Amatrice was the hardest-hit town, accounting for 234 of the estimated 290 deaths, according to the Italian Civil Protection office.

Pope Francis visited the areas affected by the quake in October, saying that showing up immediately after the quake would have complicated relief efforts and "would have been more of a hindrance than a help."

"From the first moment, I felt that I needed to come to you! Simply to express my closeness to you, nothing more. And I pray; I pray for you!" the pope said during his visit on Oct. 4.

Several weeks after his visit, a powerful 6.5 magnitude earthquake struck Norcia in the early morning Oct. 30 and reduced the Basilica of St. Benedict to rubble.

Arriving at the audience hall, the pope greeted thousands of victims and survivors of the earthquake, especially children who gave him handwritten notes and drawings. Others handed the pope photos of their loved ones to be blessed.

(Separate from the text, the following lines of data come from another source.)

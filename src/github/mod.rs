// GitHub API module.
// Cached access to the GitHub REST endpoints used for commit and pull request mining.

pub mod client;
pub mod endpoints;
pub mod types;

pub use client::{GITHUB_API_BASE, GitHubClient};
pub use types::RepoRef;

Before addressing them, the pope heard from Raffaele Festa, a resident of Amatrice, who along with his wife, Iole, and two children—Leonardo and Lavinia—recounted their harrowing experience of survival following the earthquake.

A priest from Spoleto, who was identified only as Father Luciano, also gave "witness to the strength, of solidarity, and help of my people" who came together following the tragic disaster.

Jotting down notes as they spoke, the pope said he preferred to address survivors directly rather than through a prepared speech.

"I want to take your words and make them my own because in your situation, the worst thing to do is (give) a sermon. Only by taking what your heart says and making it mine can I give a reflection on this," he said.

Recalling the morning he received word of the earthquake, the pope said he immediately felt that he had to go and visit the people and "then I felt pain, a lot of pain. And with this pain, I went to celebrate Mass that day."

While those who have lost loved ones continue to feel the pain, the pope praised their bravery in choosing to not bring any more harm to "that which is already wounded" and to stay in their towns despite the devastation.

"Each one of you has suffered something. Some have lost a lot -- children, parents, spouse," he said. "Silence, caresses, the tenderness of the heart helps" heal the pain of loss.

Before praying the Hail Mary with them, Pope Francis thanked the survivors, the clergy and volunteers "who have taken part in your pain."

"Thank you for all that you've done to help each other in rebuilding hearts, homes, the social fabric and -- with your example" repairing the selfishness in the hearts of those who haven't suffered this, the pope said.